糖尿病の食事療法
日本人の糖尿病の90%以上を占める2型糖尿病の治療は食事療法と運動療法がまず基本として行われますが、
ここでは食事療法についてお話します。
どのタイプの糖尿病でも食事療法は非常に重要な治療法ですが、 糖尿病の食事療法には2つの側面があります。
一つ目は、糖尿病による代謝異常を改善し、 血糖値をコントロールすることです。糖尿病の症状を改善し、治療するという目的です。

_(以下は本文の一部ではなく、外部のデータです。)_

//! Workspace storage

use crate::path::validate_path;
use crate::query::{self, FileRelevance, SearchHit, SymbolMatch};
use crate::tree::Tree;
use refact_core::{Edit, RefactError, Result};
use std::collections::{BTreeMap, HashMap};
use std::sync::Arc;
use tokio::sync::RwLock;
use tracing::{debug, info};

/// Effect of applying one edit
#[derive(Debug, Clone, Copy, PartialEq, Eq)]
pub enum Change {
    Created,
    Updated,
    Deleted,
    /// The edit left the workspace as it was
    Unchanged,
}

impl Change {
    pub fn as_str(&self) -> &'static str {
        match self {
            Change::Created => "created",
            Change::Updated => "updated",
            Change::Deleted => "deleted",
            Change::Unchanged => "unchanged",
        }
    }
}

/// In-memory snapshot of a project's files
#[derive(Debug, Clone, Default, PartialEq, Eq)]
pub struct Workspace {
    files: BTreeMap<String, String>,
}

impl Workspace {
    pub fn new() -> Self {
        Self::default()
    }

    /// Build a workspace from `(path, content)` pairs, validating each path
    pub fn from_files<I, P, C>(files: I) -> Result<Self>
    where
        I: IntoIterator<Item = (P, C)>,
        P: AsRef<str>,
        C: Into<String>,
    {
        let mut workspace = Self::new();
        for (path, content) in files {
            let path = validate_path(path.as_ref())?;
            workspace.files.insert(path, content.into());
        }
        Ok(workspace)
    }

    /// Apply one edit. Create and update overwrite; delete of a missing path is a no-op.
    pub fn apply(&mut self, edit: &Edit) -> Result<Change> {
        let path = validate_path(edit.path())?;

        let change = match edit {
            Edit::Create { content, .. } | Edit::Update { content, .. } => {
                match self.files.insert(path, content.clone()) {
                    None => Change::Created,
                    Some(previous) if previous == *content => Change::Unchanged,
                    Some(_) => Change::Updated,
                }
            }
            Edit::Delete { .. } => match self.files.remove(&path) {
                Some(_) => Change::Deleted,
                None => Change::Unchanged,
            },
        };

        debug!("Applied {} {} -> {:?}", edit.kind(), edit.path(), change);
        Ok(change)
    }

    pub fn get(&self, path: &str) -> Option<&str> {
        self.files.get(path).map(String::as_str)
    }

    pub fn contains(&self, path: &str) -> bool {
        self.files.contains_key(path)
    }

    /// Iterate `(path, content)` in path order
    pub fn files(&self) -> impl Iterator<Item = (&str, &str)> {
        self.files.iter().map(|(p, c)| (p.as_str(), c.as_str()))
    }

    pub fn paths(&self) -> impl Iterator<Item = &str> {
        self.files.keys().map(String::as_str)
    }

    pub fn len(&self) -> usize {
        self.files.len()
    }

    pub fn is_empty(&self) -> bool {
        self.files.is_empty()
    }

    pub fn tree(&self) -> Tree {
        Tree::from_paths(self.paths())
    }

    /// Read the requested paths; absent paths are omitted
    pub fn read<S: AsRef<str>>(&self, paths: &[S]) -> BTreeMap<String, String> {
        paths
            .iter()
            .filter_map(|p| {
                let p = p.as_ref();
                self.files.get(p).map(|c| (p.to_string(), c.clone()))
            })
            .collect()
    }
}

/// Process-wide owner of all workspaces, keyed by project id
///
/// Cloning yields another handle to the same store.
#[derive(Debug, Clone, Default)]
pub struct WorkspaceStore {
    workspaces: Arc<RwLock<HashMap<String, Workspace>>>,
}

impl WorkspaceStore {
    pub fn new() -> Self {
        Self::default()
    }

    /// Snapshot of a project's workspace
    pub async fn get(&self, project_id: &str) -> Result<Workspace> {
        self.workspaces
            .read()
            .await
            .get(project_id)
            .cloned()
            .ok_or_else(|| RefactError::NotFound(format!("Workspace {}", project_id)))
    }

    /// Replace a project's workspace wholesale
    pub async fn put(&self, project_id: &str, workspace: Workspace) {
        info!(
            "Storing workspace {} ({} files)",
            project_id,
            workspace.len()
        );
        self.workspaces
            .write()
            .await
            .insert(project_id.to_string(), workspace);
    }

    pub async fn contains(&self, project_id: &str) -> bool {
        self.workspaces.read().await.contains_key(project_id)
    }

    /// Apply one edit in place
    pub async fn apply_edit(&self, project_id: &str, edit: &Edit) -> Result<Change> {
        let mut workspaces = self.workspaces.write().await;
        let workspace = workspaces
            .get_mut(project_id)
            .ok_or_else(|| RefactError::NotFound(format!("Workspace {}", project_id)))?;
        workspace.apply(edit)
    }

    /// Apply edits sequentially, stopping at the first invalid one
    ///
    /// Edits applied before a failure stay applied.
    pub async fn apply_edits(&self, project_id: &str, edits: &[Edit]) -> Result<Vec<Change>> {
        let mut changes = Vec::with_capacity(edits.len());
        for edit in edits {
            changes.push(self.apply_edit(project_id, edit).await?);
        }
        Ok(changes)
    }

    pub async fn list_tree(&self, project_id: &str) -> Result<Tree> {
        self.with_workspace(project_id, Workspace::tree).await
    }

    pub async fn search(&self, project_id: &str, query: &str) -> Result<Vec<SearchHit>> {
        self.with_workspace(project_id, |ws| query::search(ws, query))
            .await
    }

    pub async fn read<S: AsRef<str> + Sync>(
        &self,
        project_id: &str,
        paths: &[S],
    ) -> Result<BTreeMap<String, String>> {
        self.with_workspace(project_id, |ws| ws.read(paths)).await
    }

    pub async fn locate(&self, project_id: &str, task: &str) -> Result<Vec<FileRelevance>> {
        self.with_workspace(project_id, |ws| query::locate(ws, task))
            .await
    }

    pub async fn definitions(&self, project_id: &str, symbol: &str) -> Result<Vec<SymbolMatch>> {
        self.with_workspace(project_id, |ws| query::definitions(ws, symbol))
            .await
    }

    pub async fn references(&self, project_id: &str, symbol: &str) -> Result<Vec<SymbolMatch>> {
        self.with_workspace(project_id, |ws| query::references(ws, symbol))
            .await
    }

    async fn with_workspace<T, F>(&self, project_id: &str, f: F) -> Result<T>
    where
        F: FnOnce(&Workspace) -> T,
    {
        let workspaces = self.workspaces.read().await;
        let workspace = workspaces
            .get(project_id)
            .ok_or_else(|| RefactError::NotFound(format!("Workspace {}", project_id)))?;
        Ok(f(workspace))
    }
}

1型糖尿病の人は血糖値をコントロールすることで、インスリン(インシュリン)の量を減らすことができます。 2型糖尿病の人は適切な体重を維持することで薬物療法の必要がなくなります。
二つ目は、健康な人と同じような生活を送るために必要な栄養を摂取することです。ビタミン、 ミネラル、たんぱく質などが不足することのないような栄養バランスのとれた食事をとること必要です。
糖尿病を改善する食事では、食事の量や質だけでなく、タイミングも大切です。食事のあとは血糖値が上昇するので、 急激な血糖値の上昇を避けるため、一日三食のカロリーをできるだけ平均化し、また、食事と食事の間を空けすぎないように、 規則正しく食事をとることが大切です。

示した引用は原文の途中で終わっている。